Only the lines that include "logstep" should be copied from the data below.

━━ Input for this task

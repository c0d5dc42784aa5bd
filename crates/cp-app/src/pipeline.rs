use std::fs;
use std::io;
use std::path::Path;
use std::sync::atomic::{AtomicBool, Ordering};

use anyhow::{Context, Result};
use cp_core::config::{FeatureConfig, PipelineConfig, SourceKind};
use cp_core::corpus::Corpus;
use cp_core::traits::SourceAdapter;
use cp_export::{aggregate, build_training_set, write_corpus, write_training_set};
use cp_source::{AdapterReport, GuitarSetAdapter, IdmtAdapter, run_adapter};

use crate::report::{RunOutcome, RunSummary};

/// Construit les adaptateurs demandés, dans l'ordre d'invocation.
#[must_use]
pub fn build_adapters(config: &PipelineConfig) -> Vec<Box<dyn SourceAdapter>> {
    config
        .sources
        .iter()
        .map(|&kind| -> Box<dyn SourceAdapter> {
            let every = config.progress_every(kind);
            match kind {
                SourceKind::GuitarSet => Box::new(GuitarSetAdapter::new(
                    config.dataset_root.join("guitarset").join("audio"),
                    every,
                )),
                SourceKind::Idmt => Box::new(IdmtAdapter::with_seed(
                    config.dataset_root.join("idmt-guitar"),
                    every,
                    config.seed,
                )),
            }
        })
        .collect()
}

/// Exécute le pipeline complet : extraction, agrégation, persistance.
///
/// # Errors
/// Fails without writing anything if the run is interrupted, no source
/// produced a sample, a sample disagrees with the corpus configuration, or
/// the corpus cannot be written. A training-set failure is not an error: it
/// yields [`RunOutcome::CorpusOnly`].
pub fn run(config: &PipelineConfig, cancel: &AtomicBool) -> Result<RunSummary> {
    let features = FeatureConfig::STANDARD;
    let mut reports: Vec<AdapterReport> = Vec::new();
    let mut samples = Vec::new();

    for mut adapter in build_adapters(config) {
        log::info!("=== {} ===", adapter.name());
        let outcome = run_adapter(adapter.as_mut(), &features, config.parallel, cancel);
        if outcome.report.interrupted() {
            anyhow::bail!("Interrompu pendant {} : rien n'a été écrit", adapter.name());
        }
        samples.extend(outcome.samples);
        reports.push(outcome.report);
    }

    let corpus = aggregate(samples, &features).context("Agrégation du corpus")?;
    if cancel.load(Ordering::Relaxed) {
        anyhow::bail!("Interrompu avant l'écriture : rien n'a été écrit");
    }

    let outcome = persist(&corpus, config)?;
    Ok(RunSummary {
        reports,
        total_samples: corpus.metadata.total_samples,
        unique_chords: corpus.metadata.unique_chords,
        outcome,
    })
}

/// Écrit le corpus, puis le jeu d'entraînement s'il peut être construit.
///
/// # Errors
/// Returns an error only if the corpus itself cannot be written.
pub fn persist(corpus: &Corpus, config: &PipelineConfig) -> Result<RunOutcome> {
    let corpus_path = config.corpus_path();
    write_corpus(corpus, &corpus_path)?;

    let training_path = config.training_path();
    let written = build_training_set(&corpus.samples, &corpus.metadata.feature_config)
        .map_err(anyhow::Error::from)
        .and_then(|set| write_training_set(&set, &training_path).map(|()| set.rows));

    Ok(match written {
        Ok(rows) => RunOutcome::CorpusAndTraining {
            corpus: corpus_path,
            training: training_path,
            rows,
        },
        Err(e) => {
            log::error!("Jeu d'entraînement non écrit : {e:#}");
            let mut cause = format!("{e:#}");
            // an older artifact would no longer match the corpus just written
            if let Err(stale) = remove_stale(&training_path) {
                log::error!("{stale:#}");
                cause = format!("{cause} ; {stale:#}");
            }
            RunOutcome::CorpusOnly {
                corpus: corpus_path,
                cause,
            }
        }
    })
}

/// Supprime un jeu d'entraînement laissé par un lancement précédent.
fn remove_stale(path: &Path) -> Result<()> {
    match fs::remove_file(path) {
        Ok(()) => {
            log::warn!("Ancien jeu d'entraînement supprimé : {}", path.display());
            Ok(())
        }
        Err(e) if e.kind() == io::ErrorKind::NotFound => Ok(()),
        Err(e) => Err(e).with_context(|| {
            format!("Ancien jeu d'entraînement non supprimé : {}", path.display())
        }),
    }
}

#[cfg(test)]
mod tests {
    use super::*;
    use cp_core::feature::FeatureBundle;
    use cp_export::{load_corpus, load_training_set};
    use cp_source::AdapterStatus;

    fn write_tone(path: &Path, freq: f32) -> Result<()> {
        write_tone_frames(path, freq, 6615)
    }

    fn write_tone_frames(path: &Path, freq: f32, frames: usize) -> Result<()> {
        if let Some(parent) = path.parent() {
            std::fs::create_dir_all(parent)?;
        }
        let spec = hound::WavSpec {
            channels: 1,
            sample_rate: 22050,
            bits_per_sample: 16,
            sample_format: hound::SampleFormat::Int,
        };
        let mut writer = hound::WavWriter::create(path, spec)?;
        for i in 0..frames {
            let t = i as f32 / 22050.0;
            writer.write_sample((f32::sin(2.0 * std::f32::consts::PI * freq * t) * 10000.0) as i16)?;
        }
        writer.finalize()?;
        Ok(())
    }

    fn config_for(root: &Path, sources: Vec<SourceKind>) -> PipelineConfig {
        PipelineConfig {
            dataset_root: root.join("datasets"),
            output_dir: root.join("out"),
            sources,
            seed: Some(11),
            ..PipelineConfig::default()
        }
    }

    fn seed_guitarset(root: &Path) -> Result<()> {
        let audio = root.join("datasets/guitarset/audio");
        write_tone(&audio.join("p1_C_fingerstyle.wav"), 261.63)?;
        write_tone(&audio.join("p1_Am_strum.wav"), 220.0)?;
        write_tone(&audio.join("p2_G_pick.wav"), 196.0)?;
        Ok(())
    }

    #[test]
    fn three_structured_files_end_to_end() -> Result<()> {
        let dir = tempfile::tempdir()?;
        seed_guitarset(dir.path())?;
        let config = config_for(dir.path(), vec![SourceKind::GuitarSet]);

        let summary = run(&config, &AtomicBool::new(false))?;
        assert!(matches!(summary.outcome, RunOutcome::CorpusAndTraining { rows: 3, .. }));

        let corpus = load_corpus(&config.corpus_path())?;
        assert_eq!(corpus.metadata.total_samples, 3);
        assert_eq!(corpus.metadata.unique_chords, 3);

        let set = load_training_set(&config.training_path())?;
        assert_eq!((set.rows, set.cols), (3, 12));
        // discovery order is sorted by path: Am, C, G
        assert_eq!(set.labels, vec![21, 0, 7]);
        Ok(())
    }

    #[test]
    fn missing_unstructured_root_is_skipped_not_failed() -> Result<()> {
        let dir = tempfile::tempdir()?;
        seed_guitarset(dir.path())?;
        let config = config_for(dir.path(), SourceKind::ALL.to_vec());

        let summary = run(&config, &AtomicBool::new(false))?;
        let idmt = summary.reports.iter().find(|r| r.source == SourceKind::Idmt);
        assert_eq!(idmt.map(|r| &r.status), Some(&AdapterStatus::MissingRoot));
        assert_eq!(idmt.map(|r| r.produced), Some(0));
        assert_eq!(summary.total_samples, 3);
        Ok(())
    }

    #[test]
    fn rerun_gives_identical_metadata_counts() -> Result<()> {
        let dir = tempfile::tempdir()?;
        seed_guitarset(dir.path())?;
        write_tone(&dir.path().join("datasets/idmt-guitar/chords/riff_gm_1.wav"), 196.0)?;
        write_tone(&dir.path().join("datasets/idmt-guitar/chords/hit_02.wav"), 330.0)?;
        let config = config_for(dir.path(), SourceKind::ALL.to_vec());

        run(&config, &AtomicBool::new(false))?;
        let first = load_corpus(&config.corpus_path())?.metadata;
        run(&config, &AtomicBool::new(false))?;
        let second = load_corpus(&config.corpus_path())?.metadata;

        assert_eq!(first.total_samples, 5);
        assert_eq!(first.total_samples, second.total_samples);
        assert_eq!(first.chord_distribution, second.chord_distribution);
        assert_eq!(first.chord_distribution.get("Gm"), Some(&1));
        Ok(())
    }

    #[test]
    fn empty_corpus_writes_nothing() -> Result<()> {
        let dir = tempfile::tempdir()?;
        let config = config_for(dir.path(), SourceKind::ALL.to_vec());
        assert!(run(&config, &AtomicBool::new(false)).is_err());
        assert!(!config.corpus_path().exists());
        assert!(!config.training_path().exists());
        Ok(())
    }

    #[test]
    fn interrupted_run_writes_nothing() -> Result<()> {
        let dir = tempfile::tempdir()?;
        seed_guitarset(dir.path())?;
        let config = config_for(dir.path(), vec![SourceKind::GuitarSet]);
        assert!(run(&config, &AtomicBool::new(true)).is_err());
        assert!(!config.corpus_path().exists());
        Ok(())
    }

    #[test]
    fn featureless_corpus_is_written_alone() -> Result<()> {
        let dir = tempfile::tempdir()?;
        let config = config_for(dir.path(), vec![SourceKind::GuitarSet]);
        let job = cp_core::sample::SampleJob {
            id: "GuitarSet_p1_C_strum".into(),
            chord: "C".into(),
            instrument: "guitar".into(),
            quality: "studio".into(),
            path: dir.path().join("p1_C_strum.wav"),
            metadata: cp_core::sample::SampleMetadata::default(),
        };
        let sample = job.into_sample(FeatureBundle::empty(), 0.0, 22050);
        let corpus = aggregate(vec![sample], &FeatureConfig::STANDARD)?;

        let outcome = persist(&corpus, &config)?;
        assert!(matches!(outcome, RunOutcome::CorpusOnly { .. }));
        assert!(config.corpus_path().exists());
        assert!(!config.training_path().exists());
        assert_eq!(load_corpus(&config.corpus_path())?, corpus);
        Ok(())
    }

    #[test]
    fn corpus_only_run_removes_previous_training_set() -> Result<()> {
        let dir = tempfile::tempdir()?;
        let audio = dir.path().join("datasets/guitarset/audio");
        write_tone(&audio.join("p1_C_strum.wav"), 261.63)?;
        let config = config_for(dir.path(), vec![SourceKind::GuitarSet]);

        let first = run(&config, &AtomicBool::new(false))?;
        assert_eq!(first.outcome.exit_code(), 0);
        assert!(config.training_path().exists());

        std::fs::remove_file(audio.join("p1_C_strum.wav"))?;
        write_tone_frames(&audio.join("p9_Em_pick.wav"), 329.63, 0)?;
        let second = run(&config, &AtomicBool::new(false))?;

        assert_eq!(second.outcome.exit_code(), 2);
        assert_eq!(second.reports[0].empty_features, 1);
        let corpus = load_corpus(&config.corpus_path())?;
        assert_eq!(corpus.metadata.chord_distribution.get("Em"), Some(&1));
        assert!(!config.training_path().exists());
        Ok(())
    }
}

━━━━
━━ Input for this task

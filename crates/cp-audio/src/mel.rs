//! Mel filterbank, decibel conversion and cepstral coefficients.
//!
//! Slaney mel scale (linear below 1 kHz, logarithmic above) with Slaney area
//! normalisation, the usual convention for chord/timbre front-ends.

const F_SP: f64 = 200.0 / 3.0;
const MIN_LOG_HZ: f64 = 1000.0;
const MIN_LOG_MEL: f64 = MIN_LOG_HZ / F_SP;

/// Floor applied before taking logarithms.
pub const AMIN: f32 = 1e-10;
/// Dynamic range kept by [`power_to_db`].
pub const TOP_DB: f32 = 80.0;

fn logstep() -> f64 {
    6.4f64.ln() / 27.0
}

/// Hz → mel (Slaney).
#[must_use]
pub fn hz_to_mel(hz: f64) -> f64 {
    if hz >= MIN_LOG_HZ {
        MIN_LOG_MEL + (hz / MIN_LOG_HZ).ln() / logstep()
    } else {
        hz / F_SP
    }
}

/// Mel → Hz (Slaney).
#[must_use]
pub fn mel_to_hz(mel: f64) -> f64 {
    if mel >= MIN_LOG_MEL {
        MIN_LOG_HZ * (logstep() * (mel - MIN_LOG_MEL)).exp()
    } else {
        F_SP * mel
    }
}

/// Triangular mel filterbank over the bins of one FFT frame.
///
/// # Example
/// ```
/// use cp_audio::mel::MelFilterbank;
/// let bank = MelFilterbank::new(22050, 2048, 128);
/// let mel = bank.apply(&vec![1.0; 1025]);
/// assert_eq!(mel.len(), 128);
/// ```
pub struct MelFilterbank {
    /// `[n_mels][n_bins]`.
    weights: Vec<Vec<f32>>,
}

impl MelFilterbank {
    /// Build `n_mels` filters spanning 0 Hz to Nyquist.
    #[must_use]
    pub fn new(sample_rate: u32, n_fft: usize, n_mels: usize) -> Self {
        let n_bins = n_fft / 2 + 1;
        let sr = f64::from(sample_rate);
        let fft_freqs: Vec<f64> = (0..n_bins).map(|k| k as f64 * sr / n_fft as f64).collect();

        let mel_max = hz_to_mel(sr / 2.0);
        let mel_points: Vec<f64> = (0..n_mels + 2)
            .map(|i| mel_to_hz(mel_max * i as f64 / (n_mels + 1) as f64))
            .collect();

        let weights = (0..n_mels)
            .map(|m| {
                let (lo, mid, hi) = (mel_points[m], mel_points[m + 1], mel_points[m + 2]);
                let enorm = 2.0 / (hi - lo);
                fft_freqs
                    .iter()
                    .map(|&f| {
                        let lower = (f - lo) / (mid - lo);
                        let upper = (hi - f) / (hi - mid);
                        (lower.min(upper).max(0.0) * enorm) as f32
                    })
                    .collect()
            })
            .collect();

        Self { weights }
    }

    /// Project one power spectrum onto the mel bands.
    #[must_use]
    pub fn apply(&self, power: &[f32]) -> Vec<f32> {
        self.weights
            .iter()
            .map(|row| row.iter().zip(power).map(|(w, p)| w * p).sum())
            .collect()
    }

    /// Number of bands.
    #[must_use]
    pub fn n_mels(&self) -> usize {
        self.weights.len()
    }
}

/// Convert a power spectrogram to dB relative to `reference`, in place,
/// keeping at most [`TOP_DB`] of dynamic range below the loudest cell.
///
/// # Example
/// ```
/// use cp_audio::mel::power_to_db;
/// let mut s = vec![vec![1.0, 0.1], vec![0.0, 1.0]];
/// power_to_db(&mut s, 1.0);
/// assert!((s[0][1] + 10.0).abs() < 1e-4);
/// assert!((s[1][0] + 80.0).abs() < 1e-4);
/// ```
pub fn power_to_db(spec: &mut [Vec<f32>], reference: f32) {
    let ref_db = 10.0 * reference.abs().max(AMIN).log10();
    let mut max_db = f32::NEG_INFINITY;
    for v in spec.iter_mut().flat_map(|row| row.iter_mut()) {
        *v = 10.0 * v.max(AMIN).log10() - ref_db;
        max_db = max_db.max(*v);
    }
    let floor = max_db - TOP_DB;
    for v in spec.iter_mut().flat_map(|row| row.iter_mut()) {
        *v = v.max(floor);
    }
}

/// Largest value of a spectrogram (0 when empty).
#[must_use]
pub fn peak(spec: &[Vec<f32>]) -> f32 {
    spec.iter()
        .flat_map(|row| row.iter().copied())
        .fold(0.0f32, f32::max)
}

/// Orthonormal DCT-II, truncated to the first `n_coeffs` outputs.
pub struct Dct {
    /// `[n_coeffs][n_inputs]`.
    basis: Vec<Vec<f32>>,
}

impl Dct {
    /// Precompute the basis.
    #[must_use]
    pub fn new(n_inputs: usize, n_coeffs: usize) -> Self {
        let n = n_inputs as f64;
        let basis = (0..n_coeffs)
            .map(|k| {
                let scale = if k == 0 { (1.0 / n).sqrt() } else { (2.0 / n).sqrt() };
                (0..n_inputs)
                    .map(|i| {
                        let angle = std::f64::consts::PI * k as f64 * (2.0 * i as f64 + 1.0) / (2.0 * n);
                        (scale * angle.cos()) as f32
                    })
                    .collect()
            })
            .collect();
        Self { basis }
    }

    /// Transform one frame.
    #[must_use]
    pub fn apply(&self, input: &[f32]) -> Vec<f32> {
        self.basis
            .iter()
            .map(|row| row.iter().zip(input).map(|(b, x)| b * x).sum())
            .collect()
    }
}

━━━━

* Answer space *
fn logstep() -> f64 {
        MIN_LOG_MEL + (hz / MIN_LOG_HZ).ln() / logstep()
        MIN_LOG_HZ * (logstep() * (mel - MIN_LOG_MEL)).exp()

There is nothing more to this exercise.